12 Feb 2022 5 minute read
Painting the Beauty Queens Orange, published by Honno

Gemma June Howell

Inside the retro wallpapered cover-art booms a cacophony of women’s voices in what can only be described as a work of seminal importance in contemporary feminist discourse. This anthology of 27 essays transforms the “unacknowledged and unregarded background noise to the lives of men,” into a vibrant, and historically relevant collection of anecdotal, introspective, and inspirational stories of women living in 1970s Wales.

In the opening essay, Carnival City by Catrin Gerallt, we get a celebratory snapshot of the “sunlit optimism,” which characterised a decade of idealism, diversity, and internationalism. Cardiff was quickly becoming a hub for music, fashion and politics as well as carving out a new identity via radical nationalism and a revival of the Welsh language.

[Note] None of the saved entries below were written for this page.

//! CSV readers for the three input files.
//!
//! All files start with a header row, which is skipped. Rows may have any
//! width, cells are trimmed, and blank cells are ignored.

use crate::domain::model::{QuotaEntry, RankedRow, ScribeEntry};
use crate::utils::error::Result;
use std::io::Read;

fn reader<R: Read>(source: R) -> csv::Reader<R> {
    csv::ReaderBuilder::new()
        .has_headers(true)
        .flexible(true)
        .trim(csv::Trim::All)
        .from_reader(source)
}

/// Reads `name,1st_choice,2nd_choice,...` rows. Rows with a blank name are skipped.
pub fn read_ranked_rows<R: Read>(source: R) -> Result<Vec<RankedRow>> {
    let mut rows = Vec::new();

    for record in reader(source).records() {
        let record = record?;
        let Some(name) = record.get(0).filter(|name| !name.is_empty()) else {
            continue;
        };

        let choices = record
            .iter()
            .skip(1)
            .filter(|cell| !cell.is_empty())
            .map(str::to_string)
            .collect();

        rows.push(RankedRow {
            name: name.to_string(),
            choices,
        });
    }

    Ok(rows)
}

/// Scribes with no choices are kept; they end up unassigned.
pub fn read_scribe_preferences<R: Read>(source: R) -> Result<Vec<ScribeEntry>> {
    let rows = read_ranked_rows(source)?;
    for row in rows.iter().filter(|row| row.choices.is_empty()) {
        tracing::debug!("Scribe '{}' has no preferences and will stay unassigned", row.name);
    }

    Ok(rows
        .into_iter()
        .map(|row| ScribeEntry {
            name: row.name,
            preferences: row.choices,
        })
        .collect())
}

pub fn read_lecturer_preferences<R: Read>(source: R) -> Result<Vec<RankedRow>> {
    read_ranked_rows(source)
}

/// Reads `lecturer_name,quota` rows.
///
/// Short rows are skipped. Non-integer quotas are skipped with a warning;
/// zero or negative integers are kept so model validation can reject them.
pub fn read_lecturer_quotas<R: Read>(source: R) -> Result<Vec<QuotaEntry>> {
    let mut quotas = Vec::new();

    for (index, record) in reader(source).records().enumerate() {
        let record = record?;
        if record.len() < 2 || record[0].is_empty() {
            continue;
        }

        // +2：跳過 header 並換成 1-based 行號
        let line = record.position().map_or(index as u64 + 2, |p| p.line());
        match record[1].parse::<i64>() {
            Ok(quota) => quotas.push(QuotaEntry {
                lecturer: record[0].to_string(),
                quota,
            }),
            Err(_) => tracing::warn!(
                "⚠️ Invalid quota '{}' for lecturer '{}' on line {}",
                &record[1],
                &record[0],
                line
            ),
        }
    }

    Ok(quotas)
}
use crate::adapters::{csv_input, quota_prompt, report};
use crate::core::engine::MatchingEngine;
use crate::core::preferences::{PreferenceModel, ValidationIssue, ValidationIssueKind};
use crate::core::stability;
use crate::core::{ConfigProvider, Pipeline, Storage};
use crate::domain::model::{
    LecturerEntry, LecturerPreference, MatchReport, PreferenceInput, QuotaEntry, RankedRow,
    ScribeEntry,
};
use crate::utils::error::{MatchError, Result};
use std::collections::{HashMap, HashSet};
use std::io::{BufRead, BufReader, Write};

/// CSV 檔 → stable matching → table/json/csv 輸出
pub struct AssignmentPipeline<S: Storage, C: ConfigProvider> {
    storage: S,
    config: C,
    quota_input: Box<dyn BufRead>,
    prompt_output: Box<dyn Write>,
}

impl<S: Storage, C: ConfigProvider> AssignmentPipeline<S, C> {
    /// Interactive quota entry reads stdin and prompts on stderr.
    pub fn new(storage: S, config: C) -> Self {
        Self {
            storage,
            config,
            quota_input: Box::new(BufReader::new(std::io::stdin())),
            prompt_output: Box::new(std::io::stderr()),
        }
    }

    pub fn with_quota_input(
        mut self,
        input: impl BufRead + 'static,
        output: impl Write + 'static,
    ) -> Self {
        self.quota_input = Box::new(input);
        self.prompt_output = Box::new(output);
        self
    }

    fn load_quotas(&mut self) -> Result<Vec<QuotaEntry>> {
        if let Some(path) = self.config.lecturer_quotas() {
            tracing::info!("📊 Loading lecturer quotas from {}", path);
            let data = self.storage.read_file(path)?;
            return csv_input::read_lecturer_quotas(data.as_slice());
        }

        let inline = self.config.inline_quotas();
        if !inline.is_empty() {
            tracing::info!("📊 Using {} quotas from the configuration file", inline.len());
            return Ok(inline);
        }

        tracing::info!("⌨️ No lecturer quotas file provided. Getting quotas via user input...");
        quota_prompt::prompt_quotas(&mut self.quota_input, &mut self.prompt_output)
    }
}

impl<S: Storage, C: ConfigProvider> Pipeline for AssignmentPipeline<S, C> {
    fn extract(&mut self) -> Result<PreferenceInput> {
        let path = self.config.scribe_preferences().to_string();
        tracing::info!("📋 Loading scribe preferences from {}", path);
        let data = self.storage.read_file(&path)?;
        let scribes = csv_input::read_scribe_preferences(data.as_slice())?;
        if scribes.is_empty() {
            return Err(MatchError::NoScribes { path });
        }
        tracing::info!("✅ Loaded preferences for {} scribes", scribes.len());

        let quotas = self.load_quotas()?;
        if quotas.is_empty() {
            return Err(MatchError::NoQuotas);
        }

        let rankings = match self.config.lecturer_preferences() {
            Some(path) => {
                tracing::info!("👥 Loading lecturer preferences from {}", path);
                let data = self.storage.read_file(path)?;
                Some(csv_input::read_lecturer_preferences(data.as_slice())?)
            }
            None => {
                tracing::info!(
                    "🎲 No lecturer preferences file provided. Ranking applicants by input order..."
                );
                None
            }
        };

        assemble_input(scribes, quotas, rankings, self.config.default_quota())
    }

    fn transform(&self, input: PreferenceInput) -> Result<MatchReport> {
        let model = PreferenceModel::build(&input)?;
        tracing::debug!(
            "Preference model built: {} scribes, {} lecturers, {} ranked choices",
            model.scribe_names().len(),
            model.lecturer_names().len(),
            model.total_preference_length()
        );

        let outcome = MatchingEngine::new().run(&model);

        let check = stability::verify(&model, &outcome.assignment);
        if check.is_stable() {
            tracing::debug!("Stability check passed");
        } else {
            for violation in &check.violations {
                tracing::error!("❌ Stability violation: {}", violation);
            }
        }

        Ok(MatchReport {
            scribes: model.scribe_names().to_vec(),
            under_filled: outcome.assignment.under_filled(),
            assignment: outcome.assignment,
            stats: outcome.stats,
            stable: check.is_stable(),
            violations: check.violations.iter().map(ToString::to_string).collect(),
        })
    }

    fn load(&self, report: MatchReport) -> Result<String> {
        let rendered = report::render(&report, self.config.output_format())?;

        match self.config.output_path() {
            Some(path) => {
                tracing::debug!(
                    "Writing {} output ({} bytes) to storage",
                    self.config.output_format(),
                    rendered.len()
                );
                self.storage.write_file(path, rendered.as_bytes())?;
                tracing::info!("📁 Results saved to: {}", path);
                Ok(path.to_string())
            }
            None => {
                print!("{}", rendered);
                Ok("stdout".to_string())
            }
        }
    }
}

/// Builds the core input from the loaded files.
///
/// The lecturer set is the quota table in order, followed by lecturers that
/// scribes rank but the quota table omits (given `default_quota`, in order of
/// first mention). Lecturers without a ranking row, or whose row lists no
/// scribes, use input order. Ranking rows for lecturers outside that set, or
/// repeated rows, are rejected.
pub fn assemble_input(
    scribes: Vec<ScribeEntry>,
    quotas: Vec<QuotaEntry>,
    rankings: Option<Vec<RankedRow>>,
    default_quota: usize,
) -> Result<PreferenceInput> {
    let default_quota =
        i64::try_from(default_quota).map_err(|_| MatchError::InvalidConfigValueError {
            field: "default_quota".to_string(),
            value: default_quota.to_string(),
            reason: format!("Value must be at most {}", i64::MAX),
        })?;

    let mut known: HashSet<String> = quotas.iter().map(|q| q.lecturer.clone()).collect();
    let mut lecturers: Vec<LecturerEntry> = quotas
        .into_iter()
        .map(|q| LecturerEntry::new(q.lecturer, q.quota))
        .collect();

    let mut missing_quotas = Vec::new();
    for lecturer in scribes.iter().flat_map(|s| &s.preferences) {
        if known.insert(lecturer.clone()) {
            missing_quotas.push(lecturer.clone());
            lecturers.push(LecturerEntry::new(lecturer.clone(), default_quota));
        }
    }
    if !missing_quotas.is_empty() {
        tracing::warn!(
            "⚠️ No quotas provided for lecturers: {}. Setting their quotas to {}",
            missing_quotas.join(", "),
            default_quota
        );
    }

    if let Some(rows) = rankings {
        let mut issues = Vec::new();
        let mut by_lecturer: HashMap<String, Vec<String>> = HashMap::with_capacity(rows.len());
        for row in rows {
            // 沒有任何選擇的列視同未提供，改用輸入順序
            if row.choices.is_empty() {
                tracing::debug!("Lecturer '{}' has an empty preference row; ignoring it", row.name);
                continue;
            }
            if !known.contains(&row.name) {
                issues.push(ValidationIssue::new(
                    ValidationIssueKind::UnknownLecturer,
                    format!("Preferences given for unknown lecturer '{}'", row.name),
                ));
            } else if by_lecturer.contains_key(&row.name) {
                issues.push(ValidationIssue::new(
                    ValidationIssueKind::DuplicateIdentity,
                    format!("Lecturer '{}' has more than one preference row", row.name),
                ));
            } else {
                by_lecturer.insert(row.name, row.choices);
            }
        }
        if !issues.is_empty() {
            return Err(MatchError::InvalidPreferences { issues });
        }

        let mut without_rankings = Vec::new();
        for lecturer in &mut lecturers {
            match by_lecturer.remove(&lecturer.name) {
                Some(choices) => lecturer.preference = LecturerPreference::Ranked(choices),
                None => without_rankings.push(lecturer.name.clone()),
            }
        }
        if !without_rankings.is_empty() {
            tracing::warn!(
                "⚠️ No preferences found for lecturers: {}. Ranking their applicants by input order",
                without_rankings.join(", ")
            );
        }
    }

    Ok(PreferenceInput { scribes, lecturers })
}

As well as amplifying a nostalgic counterculture of “equality and acceptance,” the anthology draws upon women’s political, economic, and personal lives in a decade of economic turbulence and cultural clashes.

Dominated by industry, strikes, power-cuts and parliamentary politics, Wales was developing a homegrown faction of organic intellectuals via a blossoming café culture, brilliantly defined in Liz Jones’ Don’t ask for the Moon.

Pushing for freedom of thought and a greater expansion of class consciousness, a conflict between the morality of 1950s chapel culture and the defiance of Punk Rock (explored in Nic Hafren’s Torn Dresses and Rebel Rules) was distinctive of the era, and with revolutionary leaps in gender equality laws, this anthology is an exciting and insightful read.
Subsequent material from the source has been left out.